Gouvernance
Port en eaux profondes de M’Botini, à Boké, les études validées, la Banque africaine de développement mobilisée
La région de Boké s’apprête à entrer dans une nouvelle ère logistique et environnementale. Avec l’appui de la Banque africaine de développement (BAD)), l’État guinéen finalise les études d’un port en eaux profondes. Objectif : maîtriser la chaîne d’exportation de la bauxite, réduire les coûts logistiques et limiter l’empreinte écologique.

En Guinée, la région de Boké, premier bassin minier du pays, vit un tournant décisif. Depuis 2015, elle mise gros sur la bauxite, mais les infrastructures peinent à suivre. Aujourd’hui, l’État, avec le soutien de la Banque africaine de développement, accélère sur un projet stratégique : la construction d’un port polyvalent en eaux profondes.
Un atelier de restitution des résultats de l’étude d’impact environnemental et social ainsi que du plan d’action de réinstallation pour le futur port de Boké a réuni le gouvernement guinéen, les bailleurs de fonds et la Banque africaine de développement. L’objectif : valider les dernières études et mobiliser les financements nécessaires à la réalisation du projet.

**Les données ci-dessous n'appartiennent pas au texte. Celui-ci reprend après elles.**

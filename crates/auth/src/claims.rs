use chrono::{DateTime, Utc};
use serde::{Deserialize, Serialize};

use staffgate_core::EmployeeId;

use crate::{AuthError, Portal, StaffRole};

/// Claims carried by a bearer token.
///
/// Produced per successful login and never persisted. Once a token has been
/// validated this is the caller's identity for the rest of the request.
#[derive(Debug, Clone, PartialEq, Eq, Serialize, Deserialize)]
pub struct ClaimSet {
    /// Stable record id when available, otherwise the office email.
    pub sub: String,

    pub role: StaffRole,

    pub email: String,

    /// Derived employee short-id (see [`crate::derive_employee_id`]).
    #[serde(rename = "EMP_ID", default, skip_serializing_if = "Option::is_none")]
    pub emp_id: Option<EmployeeId>,

    #[serde(default)]
    pub is_superadmin: bool,

    /// Checked against the role once, at issuance.
    #[serde(default, skip_serializing_if = "Option::is_none")]
    pub portal: Option<Portal>,

    /// Expiry, seconds since the Unix epoch.
    pub exp: i64,
}

/// Time-window check on decoded claims.
///
/// Signature verification happens in [`crate::TokenValidator`]; this only
/// looks at `exp`.
pub fn validate_claims(claims: &ClaimSet, now: DateTime<Utc>) -> Result<(), AuthError> {
    if now.timestamp() >= claims.exp {
        return Err(AuthError::Expired);
    }
    Ok(())
}
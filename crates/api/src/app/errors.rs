use axum::http::StatusCode;
use axum::response::IntoResponse;
use serde_json::json;

use staffgate_auth::{AuthError, LoginError};
use staffgate_leave::WorkflowError;

const UNAUTHORIZED: &str = "Unauthorized";
const FORBIDDEN: &str = "Forbidden";
const INTERNAL: &str = "Internal server error";

pub fn json_error(status: StatusCode, message: impl Into<String>) -> axum::response::Response {
    (status, axum::Json(json!({ "error": message.into() }))).into_response()
}

/// Same body for every token failure.
pub fn unauthorized() -> axum::response::Response {
    json_error(StatusCode::UNAUTHORIZED, UNAUTHORIZED)
}

fn internal(err: &dyn std::error::Error) -> axum::response::Response {
    tracing::error!(error = %err, "internal failure");
    json_error(StatusCode::INTERNAL_SERVER_ERROR, INTERNAL)
}

pub fn login_error_to_response(err: LoginError) -> axum::response::Response {
    match err {
        LoginError::Validation(e) => json_error(StatusCode::BAD_REQUEST, e.to_string()),
        LoginError::Auth(e) if e.is_unauthenticated() => {
            json_error(StatusCode::UNAUTHORIZED, AuthError::InvalidCredentials.to_string())
        }
        LoginError::Auth(e) => internal(&e),
    }
}

pub fn workflow_error_to_response(err: WorkflowError) -> axum::response::Response {
    match err {
        WorkflowError::Validation(e) => json_error(StatusCode::BAD_REQUEST, e.to_string()),
        WorkflowError::Forbidden(_) => json_error(StatusCode::FORBIDDEN, FORBIDDEN),
        e @ WorkflowError::NotFound(_) => json_error(StatusCode::NOT_FOUND, e.to_string()),
        e @ WorkflowError::Conflict { .. } => json_error(StatusCode::CONFLICT, e.to_string()),
        WorkflowError::Store(e) => internal(&e),
    }
}
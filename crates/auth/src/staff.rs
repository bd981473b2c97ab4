use serde::{Deserialize, Deserializer, Serialize};

/// Stored password credential.
///
/// Never serialized and redacted from `Debug` output.
#[derive(Clone, PartialEq, Eq, Deserialize)]
#[serde(transparent)]
pub struct Password(String);

impl Password {
    pub fn new(value: impl Into<String>) -> Self {
        Self(value.into())
    }

    pub fn expose(&self) -> &str {
        &self.0
    }
}

impl core::fmt::Debug for Password {
    fn fmt(&self, f: &mut core::fmt::Formatter<'_>) -> core::fmt::Result {
        f.write_str("Password(***)")
    }
}

/// A staff member as held by the credential store.
///
/// Read-only from the core's perspective.
#[derive(Debug, Clone, PartialEq, Eq, Deserialize)]
pub struct StaffRecord {
    /// Numeric row id, when the store has one.
    #[serde(default)]
    pub id: Option<i64>,
    #[serde(default)]
    pub emp_id: Option<String>,
    #[serde(default)]
    pub name: Option<String>,
    pub off_email: String,
    pub password: Password,
    #[serde(default)]
    pub department: Option<String>,
    #[serde(default, deserialize_with = "flag")]
    pub is_superadmin: bool,
}

impl StaffRecord {
    pub fn new(off_email: impl Into<String>, password: impl Into<String>) -> Self {
        Self {
            id: None,
            emp_id: None,
            name: None,
            off_email: off_email.into(),
            password: Password::new(password),
            department: None,
            is_superadmin: false,
        }
    }

    pub fn with_id(mut self, id: i64) -> Self {
        self.id = Some(id);
        self
    }

    pub fn with_emp_id(mut self, emp_id: impl Into<String>) -> Self {
        self.emp_id = Some(emp_id.into());
        self
    }

    pub fn with_name(mut self, name: impl Into<String>) -> Self {
        self.name = Some(name.into());
        self
    }

    pub fn with_department(mut self, department: impl Into<String>) -> Self {
        self.department = Some(department.into());
        self
    }

    pub fn superadmin(mut self) -> Self {
        self.is_superadmin = true;
        self
    }

    /// Drop the password, keeping everything a caller may see.
    pub fn into_profile(self) -> StaffProfile {
        StaffProfile {
            id: self.id,
            emp_id: self.emp_id,
            name: self.name,
            off_email: self.off_email,
            department: self.department,
            is_superadmin: self.is_superadmin,
        }
    }
}

/// A verified staff member without the password field.
#[derive(Debug, Clone, PartialEq, Eq, Serialize, Deserialize)]
pub struct StaffProfile {
    #[serde(skip_serializing_if = "Option::is_none")]
    pub id: Option<i64>,
    #[serde(skip_serializing_if = "Option::is_none")]
    pub emp_id: Option<String>,
    #[serde(skip_serializing_if = "Option::is_none")]
    pub name: Option<String>,
    pub off_email: String,
    #[serde(skip_serializing_if = "Option::is_none")]
    pub department: Option<String>,
    pub is_superadmin: bool,
}

/// Accepts `true`/`false`, `0`/`1` or null (legacy tinyint columns).
fn flag<'de, D>(de: D) -> Result<bool, D::Error>
where
    D: Deserializer<'de>,
{
    #[derive(Deserialize)]
    #[serde(untagged)]
    enum Flag {
        Bool(bool),
        Int(i64),
    }

    Ok(match Option::<Flag>::deserialize(de)? {
        Some(Flag::Bool(b)) => b,
        Some(Flag::Int(n)) => n != 0,
        None => false,
    })
}

#[cfg(test)]
mod tests {
    use super::*;

    #[test]
    fn profile_json_has_no_password() {
        let record = StaffRecord::new("t@x.edu", "secret").with_emp_id("TCH00123");
        let json = serde_json::to_value(record.into_profile()).unwrap();
        assert!(json.get("password").is_none());
        assert_eq!(json["off_email"], "t@x.edu");
        assert_eq!(json["emp_id"], "TCH00123");
    }

    #[test]
    fn debug_redacts_password() {
        let record = StaffRecord::new("t@x.edu", "hunter2");
        assert!(!format!("{record:?}").contains("hunter2"));
    }

    #[test]
    fn superadmin_flag_accepts_integers_and_defaults_false() {
        let r: StaffRecord = serde_json::from_str(
            r#"{"off_email":"a@x.edu","password":"p","is_superadmin":1}"#,
        )
        .unwrap();
        assert!(r.is_superadmin);

        let r: StaffRecord =
            serde_json::from_str(r#"{"off_email":"a@x.edu","password":"p"}"#).unwrap();
        assert!(!r.is_superadmin);

        let r: StaffRecord = serde_json::from_str(
            r#"{"off_email":"a@x.edu","password":"p","is_superadmin":null}"#,
        )
        .unwrap();
        assert!(!r.is_superadmin);
    }
}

Avec ce port en eaux profondes, la Guinée entend ne plus subir son succès minier, mais plutôt le maîtriser, tant sur le plan industriel qu’écologique. Ce nouveau port promet de tout changer : situé en eaux profondes, il pourra accueillir directement des navires de 200 000 à 300 000 tonnes, une capacité bien supérieure à celle des installations actuelles, jusqu’ici très limitées.